Il Tribunale di Civitavecchia, con la sentenza numero 803 del 28 luglio 2021, sul presupposto dell'applicabilità anche nei confronti del responsabile materiale delle immissioni moleste dell'azione di cui all'articolo 844 Codice civile (Cassazione sezioni Unite 4848/13), ha condannato il conduttore di una pizzeria all'osservanza delle prescrizioni impartite dall'Asl al fine di evitare le immissioni di fumi ed odori intollerabili per gli altri condòmini dello stabile.

La vicenda processuale
Con atto di citazione, regolarmente notificato, il condominio conveniva in giudizio il conduttore ed il proprietario del locale adibito a forno-pizzeria sito al piano terra del fabbricato, al fine di sentirli condannare alla rimozione della canna fumaria ivi apposta, giacché non autorizzata e causa di esalazioni eccedenti il limite della normale tollerabilità, costituenti turbativa per i residenti negli appartamenti soprastanti.Si costituivano in giudizio entrambi i convenuti, insistendo per il rigetto della domanda attorea.

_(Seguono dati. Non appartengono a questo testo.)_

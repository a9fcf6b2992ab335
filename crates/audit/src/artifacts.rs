//! Persisted audit artifacts.
//!
//! Every artifact file has the same envelope:
//!
//! ```json
//! { "schema_version": 1, "kind": "missing_version", "generated_at": "...", "records": [...] }
//! ```
//!
//! with exactly one record kind per file. Files are replaced atomically
//! (temp file in the same directory, fsync, rename), so a concurrent reader
//! sees either the previous snapshot or the new one.

use crate::error::{AuditError, AuditResult};
use serde::de::DeserializeOwned;
use serde::{Deserialize, Serialize};
use std::io::Write;
use std::path::{Path, PathBuf};
use time::OffsetDateTime;

/// Envelope schema version.
pub const SCHEMA_VERSION: u32 = 1;

/// Artifact file names.
pub mod files {
    pub const MISSING_VERSIONS: &str = "missing-versions.json";
    pub const MISSING_MANIFESTS: &str = "missing-manifests.json";
    pub const APPS_WITH_ISSUES: &str = "apps-with-issues.json";
    pub const SUMMARY: &str = "summary.json";
    pub const CHECKPOINT: &str = "checkpoint.json";
    pub const METRICS: &str = "metrics.prom";
    pub const ORPHANS: &str = "orphans.json";
    pub const UNUSED_VERSIONS: &str = "unused-versions.json";
    pub const BROKEN_MANIFESTS: &str = "broken-manifests.json";
    pub const DOWNGRADE_PLAN: &str = "downgrade-plan.json";
}

/// A record type stored in an artifact file.
pub trait ArtifactRecord: Serialize + DeserializeOwned + Send + Sync {
    /// Value of the envelope's `kind` field.
    const KIND: &'static str;
}

/// The artifact envelope.
#[derive(Debug, Serialize, Deserialize)]
pub struct ArtifactDocument<R> {
    pub schema_version: u32,
    pub kind: String,
    #[serde(with = "time::serde::rfc3339")]
    pub generated_at: OffsetDateTime,
    pub records: R,
}

/// One run mode's artifact directory.
#[derive(Clone, Debug)]
pub struct ArtifactDir {
    root: PathBuf,
}

impl ArtifactDir {
    pub fn new(root: impl Into<PathBuf>) -> Self {
        Self { root: root.into() }
    }

    pub fn path(&self) -> &Path {
        &self.root
    }

    pub fn file(&self, name: &str) -> PathBuf {
        self.root.join(name)
    }

    /// Atomically replace `name` with `records`.
    pub async fn write<'r, T: ArtifactRecord + 'r>(
        &self,
        name: &str,
        records: impl IntoIterator<Item = &'r T>,
    ) -> AuditResult<()> {
        let path = self.file(name);
        let records: Vec<&T> = records.into_iter().collect();
        let document = ArtifactDocument {
            schema_version: SCHEMA_VERSION,
            kind: T::KIND.to_string(),
            generated_at: OffsetDateTime::now_utc(),
            records,
        };
        let body =
            serde_json::to_vec_pretty(&document).map_err(|e| AuditError::artifact(&path, e))?;
        write_atomic(path, body).await
    }

    /// Read `name`, or `None` when the file does not exist.
    pub async fn read<T: ArtifactRecord>(&self, name: &str) -> AuditResult<Option<Vec<T>>> {
        let path = self.file(name);
        match tokio::fs::metadata(&path).await {
            Ok(_) => read_records(&path).await.map(Some),
            Err(e) if e.kind() == std::io::ErrorKind::NotFound => Ok(None),
            Err(e) => Err(AuditError::artifact(&path, e)),
        }
    }

    /// Atomically replace a plain-text file.
    pub async fn write_text(&self, name: &str, contents: String) -> AuditResult<()> {
        write_atomic(self.file(name), contents.into_bytes()).await
    }
}

/// Read the records of an artifact file, checking its envelope.
pub async fn read_records<T: ArtifactRecord>(path: &Path) -> AuditResult<Vec<T>> {
    let body = tokio::fs::read(path)
        .await
        .map_err(|e| AuditError::artifact(path, e))?;
    let document: ArtifactDocument<Vec<T>> =
        serde_json::from_slice(&body).map_err(|e| AuditError::artifact(path, e))?;

    if document.schema_version != SCHEMA_VERSION {
        return Err(AuditError::artifact(
            path,
            format!(
                "unsupported schema version {} (expected {SCHEMA_VERSION})",
                document.schema_version
            ),
        ));
    }
    if document.kind != T::KIND {
        return Err(AuditError::artifact(
            path,
            format!("expected '{}' records, found '{}'", T::KIND, document.kind),
        ));
    }
    Ok(document.records)
}

async fn write_atomic(path: PathBuf, body: Vec<u8>) -> AuditResult<()> {
    let error_path = path.clone();
    tokio::task::spawn_blocking(move || -> std::io::Result<()> {
        let dir = path.parent().unwrap_or_else(|| Path::new("."));
        std::fs::create_dir_all(dir)?;
        let mut tmp = tempfile::NamedTempFile::new_in(dir)?;
        tmp.write_all(&body)?;
        tmp.as_file().sync_all()?;
        tmp.persist(&path).map_err(|e| e.error)?;
        Ok(())
    })
    .await
    .map_err(|e| AuditError::artifact(&error_path, format!("write task failed: {e}")))?
    .map_err(|e| AuditError::artifact(&error_path, e))
}
pub mod fixtures;
pub mod mocks;

#[allow(unused_imports)]
pub use fixtures::{APP, Archive, Harness, ORG};
#[allow(unused_imports)]
pub use mocks::{CountingCatalog, MemoryStore};
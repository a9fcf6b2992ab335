//! Relational catalog for stowage.
//!
//! The catalog describes what the object store should hold:
//! - Organizations and their billing state (audit scoping)
//! - Apps, bundle versions and manifest entries
//! - Channels and their append-only deploy history
//! - Run leases for the auditor
//!
//! Reads are paginated by id; writes are the conditional, idempotent
//! corrections issued by remediation.

pub mod error;
pub mod models;
pub mod postgres;
pub mod repos;
pub mod store;

pub use error::{CatalogError, CatalogResult};
pub use postgres::PostgresStore;
pub use store::{CatalogStore, SqliteStore};

use std::sync::Arc;
use stowage_core::CatalogConfig;

/// Create a catalog store from configuration.
pub async fn from_config(config: &CatalogConfig) -> CatalogResult<Arc<dyn CatalogStore>> {
    config.validate().map_err(CatalogError::Config)?;

    match config {
        CatalogConfig::Sqlite {
            path,
            query_timeout_secs,
        } => {
            let store = SqliteStore::new(path, *query_timeout_secs).await?;
            Ok(Arc::new(store) as Arc<dyn CatalogStore>)
        }
        CatalogConfig::Postgres {
            url,
            host,
            port,
            username,
            password,
            database,
            ssl_mode,
            max_connections,
            statement_timeout_ms,
        } => {
            let store = if let Some(url) = url {
                tracing::info!("Connecting to PostgreSQL using connection URL");
                PostgresStore::from_url(url, *max_connections, *statement_timeout_ms).await?
            } else if let (Some(host), Some(database)) = (host.as_ref(), database.as_ref()) {
                PostgresStore::from_params(
                    host,
                    port.unwrap_or(5432),
                    username.as_deref(),
                    password.as_deref(),
                    database,
                    *ssl_mode,
                    *max_connections,
                    *statement_timeout_ms,
                )
                .await?
            } else {
                return Err(CatalogError::Config(
                    "postgres config requires either 'url' or 'host' + 'database'".to_string(),
                ));
            };
            Ok(Arc::new(store) as Arc<dyn CatalogStore>)
        }
    }
}
//! Core types shared by every stowage crate.
//!
//! This crate defines:
//! - Configuration for the object store, the catalog, and the audit engine
//! - The canonical object-store layout for bundle archives and manifest trees
//! - The shared error type

pub mod config;
pub mod error;
pub mod layout;

pub use config::{AppConfig, AuditConfig, BillingScope, CatalogConfig, IndexStrategy, StorageConfig};
pub use error::{Error, Result};
pub use layout::{StoreLocation, archive_key, manifest_prefix, parse_location};
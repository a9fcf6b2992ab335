//! Storage error types.

use thiserror::Error;

/// Storage operation errors.
#[derive(Debug, Error)]
pub enum StorageError {
    #[error("object not found: {0}")]
    NotFound(String),

    #[error("I/O error: {0}")]
    Io(#[from] std::io::Error),

    #[error("S3 error: {0}")]
    S3(#[from] Box<dyn std::error::Error + Send + Sync>),

    #[error("invalid key: {0}")]
    InvalidKey(String),

    #[error("configuration error: {0}")]
    Config(String),
}

impl StorageError {
    /// Whether the store explicitly reported the object as absent.
    pub fn is_not_found(&self) -> bool {
        matches!(self, StorageError::NotFound(_))
    }
}

/// Result type for storage operations.
pub type StorageResult<T> = std::result::Result<T, StorageError>;
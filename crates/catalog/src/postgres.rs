//! PostgreSQL-based catalog store implementation.

use crate::error::CatalogResult;
use crate::models::*;
use crate::repos::{
    AppRepo, ChannelRepo, DeployHistoryRepo, LeaseRepo, ManifestRepo, OrgRepo, RemediationRepo,
    VersionFilter, VersionRepo,
};
use crate::store::{CatalogStore, scope_clause};
use async_trait::async_trait;
use sqlx::postgres::{PgConnectOptions, PgPoolOptions, PgSslMode as SqlxPgSslMode};
use sqlx::{Pool, Postgres};
use std::collections::{HashMap, HashSet};
use std::str::FromStr;
use stowage_core::BillingScope;
use stowage_core::config::PgSslMode;
use time::OffsetDateTime;

/// PostgreSQL schema (embedded).
const POSTGRES_SCHEMA: &str = include_str!("postgres_schema.sql");

const VERSION_COLUMNS: &str =
    "v.id, v.app_id, v.owner_org, v.name, v.deleted, v.storage_path, v.manifest_count";

const CHANNEL_SELECT: &str = "SELECT c.id, c.app_id, c.owner_org, c.name, c.version_id, \
     COALESCE(a.default_channel = c.name, FALSE) AS is_default \
     FROM channels c LEFT JOIN apps a ON a.app_id = c.app_id";

fn postgres_schema_statements(schema: &str) -> Vec<&str> {
    schema
        .split(';')
        .filter_map(|statement| {
            let trimmed = statement.trim();
            if trimmed.is_empty() {
                return None;
            }
            let has_sql = trimmed.lines().any(|line| {
                let line = line.trim();
                !line.is_empty() && !line.starts_with("--")
            });
            has_sql.then_some(trimmed)
        })
        .collect()
}

/// PostgreSQL-based catalog store.
pub struct PostgresStore {
    pool: Pool<Postgres>,
}

impl PostgresStore {
    /// Create a new PostgreSQL store from a connection URL.
    pub async fn from_url(
        url: &str,
        max_connections: u32,
        statement_timeout_ms: Option<u64>,
    ) -> CatalogResult<Self> {
        let opts = PgConnectOptions::from_str(url)?;
        Self::connect(opts, max_connections, statement_timeout_ms).await
    }

    /// Create a new PostgreSQL store from individual connection parameters.
    #[allow(clippy::too_many_arguments)]
    pub async fn from_params(
        host: &str,
        port: u16,
        username: Option<&str>,
        password: Option<&str>,
        database: &str,
        ssl_mode: Option<PgSslMode>,
        max_connections: u32,
        statement_timeout_ms: Option<u64>,
    ) -> CatalogResult<Self> {
        let mut opts = PgConnectOptions::new()
            .host(host)
            .port(port)
            .database(database);

        if let Some(user) = username {
            opts = opts.username(user);
        }
        if let Some(pass) = password {
            opts = opts.password(pass);
        }
        if let Some(mode) = ssl_mode {
            let sqlx_mode = match mode {
                PgSslMode::Disable => SqlxPgSslMode::Disable,
                PgSslMode::Prefer => SqlxPgSslMode::Prefer,
                PgSslMode::Require => SqlxPgSslMode::Require,
            };
            opts = opts.ssl_mode(sqlx_mode);
        }

        tracing::info!(
            host = host,
            port = port,
            database = database,
            username = username.unwrap_or("<none>"),
            ssl_mode = ?ssl_mode,
            "Connecting to PostgreSQL with individual parameters"
        );

        Self::connect(opts, max_connections, statement_timeout_ms).await
    }

    async fn connect(
        mut opts: PgConnectOptions,
        max_connections: u32,
        statement_timeout_ms: Option<u64>,
    ) -> CatalogResult<Self> {
        if let Some(timeout_ms) = statement_timeout_ms {
            opts = opts.options([("statement_timeout", format!("{timeout_ms}ms"))]);
            tracing::info!("PostgreSQL statement_timeout set to {}ms", timeout_ms);
        }

        let pool = PgPoolOptions::new()
            .max_connections(max_connections)
            .connect_with(opts)
            .await?;

        let store = Self { pool };
        store.migrate().await?;

        Ok(store)
    }

    /// Get a reference to the connection pool.
    pub fn pool(&self) -> &Pool<Postgres> {
        &self.pool
    }
}

#[async_trait]
impl CatalogStore for PostgresStore {
    async fn migrate(&self) -> CatalogResult<()> {
        // Prepared statements hold one statement each
        for statement in postgres_schema_statements(POSTGRES_SCHEMA) {
            sqlx::query(statement).execute(&self.pool).await?;
        }
        Ok(())
    }

    async fn health_check(&self) -> CatalogResult<()> {
        sqlx::query("SELECT 1").execute(&self.pool).await?;
        Ok(())
    }
}

#[async_trait]
impl OrgRepo for PostgresStore {
    async fn create_org(&self, org: &OrgRow) -> CatalogResult<()> {
        let result = sqlx::query(
            "INSERT INTO orgs (id, name, billing_state) VALUES ($1, $2, $3) ON CONFLICT (id) DO NOTHING",
        )
        .bind(&org.id)
        .bind(&org.name)
        .bind(&org.billing_state)
        .execute(&self.pool)
        .await?;
        if result.rows_affected() == 0 {
            return Err(crate::CatalogError::AlreadyExists(format!("org {}", org.id)));
        }
        Ok(())
    }

    async fn list_org_ids(&self, scope: BillingScope) -> CatalogResult<Vec<String>> {
        let query = match scope {
            BillingScope::All => "SELECT id FROM orgs ORDER BY id",
            BillingScope::Active => {
                "SELECT id FROM orgs WHERE billing_state IN ('paying', 'trial') ORDER BY id"
            }
        };
        let rows: Vec<(String,)> = sqlx::query_as(query).fetch_all(&self.pool).await?;
        Ok(rows.into_iter().map(|r| r.0).collect())
    }
}

#[async_trait]
impl AppRepo for PostgresStore {
    async fn create_app(&self, app: &AppRow) -> CatalogResult<()> {
        sqlx::query(
            "INSERT INTO apps (app_id, owner_org, default_channel, manifest_bundle_count) VALUES ($1, $2, $3, $4)",
        )
        .bind(&app.app_id)
        .bind(&app.owner_org)
        .bind(&app.default_channel)
        .bind(app.manifest_bundle_count)
        .execute(&self.pool)
        .await?;
        Ok(())
    }

    async fn get_app(&self, app_id: &str) -> CatalogResult<Option<AppRow>> {
        let row = sqlx::query_as::<_, AppRow>(
            "SELECT app_id, owner_org, default_channel, manifest_bundle_count FROM apps WHERE app_id = $1",
        )
        .bind(app_id)
        .fetch_optional(&self.pool)
        .await?;
        Ok(row)
    }
}

#[async_trait]
impl VersionRepo for PostgresStore {
    async fn create_version(&self, version: &VersionRow) -> CatalogResult<()> {
        sqlx::query(
            r#"
            INSERT INTO app_versions (id, app_id, owner_org, name, deleted, storage_path, manifest_count)
            VALUES ($1, $2, $3, $4, $5, $6, $7)
            "#,
        )
        .bind(version.id)
        .bind(&version.app_id)
        .bind(&version.owner_org)
        .bind(&version.name)
        .bind(version.deleted)
        .bind(&version.storage_path)
        .bind(version.manifest_count)
        .execute(&self.pool)
        .await?;
        Ok(())
    }

    async fn get_version(&self, id: i64) -> CatalogResult<Option<VersionRow>> {
        let row = sqlx::query_as::<_, VersionRow>(&format!(
            "SELECT {VERSION_COLUMNS} FROM app_versions v WHERE v.id = $1"
        ))
        .bind(id)
        .fetch_optional(&self.pool)
        .await?;
        Ok(row)
    }

    async fn get_versions_by_ids(&self, ids: &[i64]) -> CatalogResult<Vec<VersionRow>> {
        if ids.is_empty() {
            return Ok(Vec::new());
        }
        let rows = sqlx::query_as::<_, VersionRow>(&format!(
            "SELECT {VERSION_COLUMNS} FROM app_versions v WHERE v.id = ANY($1) ORDER BY v.id"
        ))
        .bind(ids)
        .fetch_all(&self.pool)
        .await?;
        Ok(rows)
    }

    async fn list_versions_page(
        &self,
        after_id: i64,
        limit: u32,
        filter: &VersionFilter,
    ) -> CatalogResult<Vec<VersionRow>> {
        let query = format!(
            "SELECT {VERSION_COLUMNS} FROM app_versions v WHERE v.id > $1 AND NOT v.deleted{} ORDER BY v.id LIMIT $2",
            scope_clause(filter.scope, "v.owner_org")
        );
        let rows = sqlx::query_as::<_, VersionRow>(&query)
            .bind(after_id)
            .bind(i64::from(limit))
            .fetch_all(&self.pool)
            .await?;
        Ok(rows)
    }

    async fn count_versions(&self, filter: &VersionFilter) -> CatalogResult<u64> {
        let query = format!(
            "SELECT COUNT(*) FROM app_versions v WHERE NOT v.deleted{}",
            scope_clause(filter.scope, "v.owner_org")
        );
        let count: i64 = sqlx::query_scalar(&query).fetch_one(&self.pool).await?;
        Ok(count.max(0) as u64)
    }

    async fn list_active_versions_for_org(&self, org_id: &str) -> CatalogResult<Vec<VersionRow>> {
        let rows = sqlx::query_as::<_, VersionRow>(&format!(
            r#"
            SELECT {VERSION_COLUMNS} FROM app_versions v
            WHERE v.owner_org = $1 AND NOT v.deleted
              AND (v.storage_path IS NOT NULL OR v.manifest_count > 0
                   OR EXISTS (SELECT 1 FROM manifest_entries m WHERE m.app_version_id = v.id))
            ORDER BY v.id
            "#
        ))
        .bind(org_id)
        .fetch_all(&self.pool)
        .await?;
        Ok(rows)
    }

    async fn referenced_version_ids(&self, ids: &[i64]) -> CatalogResult<HashSet<i64>> {
        if ids.is_empty() {
            return Ok(HashSet::new());
        }
        let rows: Vec<(i64,)> = sqlx::query_as(
            "SELECT version_id FROM channels WHERE version_id = ANY($1) \
             UNION SELECT version_id FROM deploy_history WHERE version_id = ANY($1)",
        )
        .bind(ids)
        .fetch_all(&self.pool)
        .await?;
        Ok(rows.into_iter().map(|r| r.0).collect())
    }
}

La decisione del Tribunale
A seguito dell'espletata Ctu, il Tribunale ha, preliminarmente, accertato la regolarità edilizia ed amministrativa del manufatto del quale l'attrice chiedeva la rimozione, sia perché l'installazione della canna fumaria non ha, in alcun modo, alterato la destinazione originaria delle parti comuni, sia perché il sistema di scarico a filtrazione, adottato nel caso specifico, è espressamente consentito dalla legge regionale numero 1/19, in alternativa all'esecuzione di una canna fumaria sfociante al di sopra della sommità dell'edificio, laddove non realizzabile.Rigettata, pertanto, la domanda di rimozione ( mentre la Cassazione con sentenza 38674/2018 aveva ordinato il sequestro in un caso analogo ), il consulente del giudice ha evidenziato come sia possibile assicurare il perfetto funzionamento del sistema di filtraggio impiegato, solo qualora vi sia una manutenzione continua, consistente nella sostituzione, a cadenza periodica semestrale, dei filtri a carboni attivi e nel lavaggio regolare del prefiltro in acciaio.

Nel caso di specie, dalla documentazione acquisita dall'ausiliario del giudice, non è stato ravvisato l'impiego, da parte della titolare del locale commerciale, dell'ordinaria diligenza richiesta nella cura e nella manutenzione dell'impianto di scarico, nonostante, a seguito di diversi sopralluoghi effettuati da personale della competente Asl, i sanitari abbiano imposto all'esercente l'adozione delle misure indicate come necessarie all'esito della Ctu.In particolare, la relazione degli ufficiali sanitari attesta il superamento della soglia della normale tollerabilità in assenza della realizzazione degli accorgimenti minimi e, sulla scorta di tali rilievi, il consulente ha certificato che, se solo la conduttrice del locale avesse adottato i necessari accorgimenti tecnici, gli odori sgradevoli non sarebbero stati percepiti all'interno degli appartamenti, neanche con i balconi aperti.Necessario, poi, per la titolare, aggiornare il registro di manutenzione dell'impianto di scarico dei fumi.

La posizione del proprietario
Quanto alla posizione del proprietario convenuto in giudizio, se ne deve riconoscere la piena legittimazione passiva, atteso che, solo a seguito degli accertamenti processuali, è stato possibile individuare l'origine del lamentato danno nell'omissione di ordinaria manutenzione, ascrivibile unicamente e direttamente alla locataria.Va, invece, respinta, la domanda risarcitoria, in quanto genericamente allegata, e non adeguatamente provata, la ridotta utilizzabilità degli spazi condominiali, se non in termini di mero disagio e fastidio.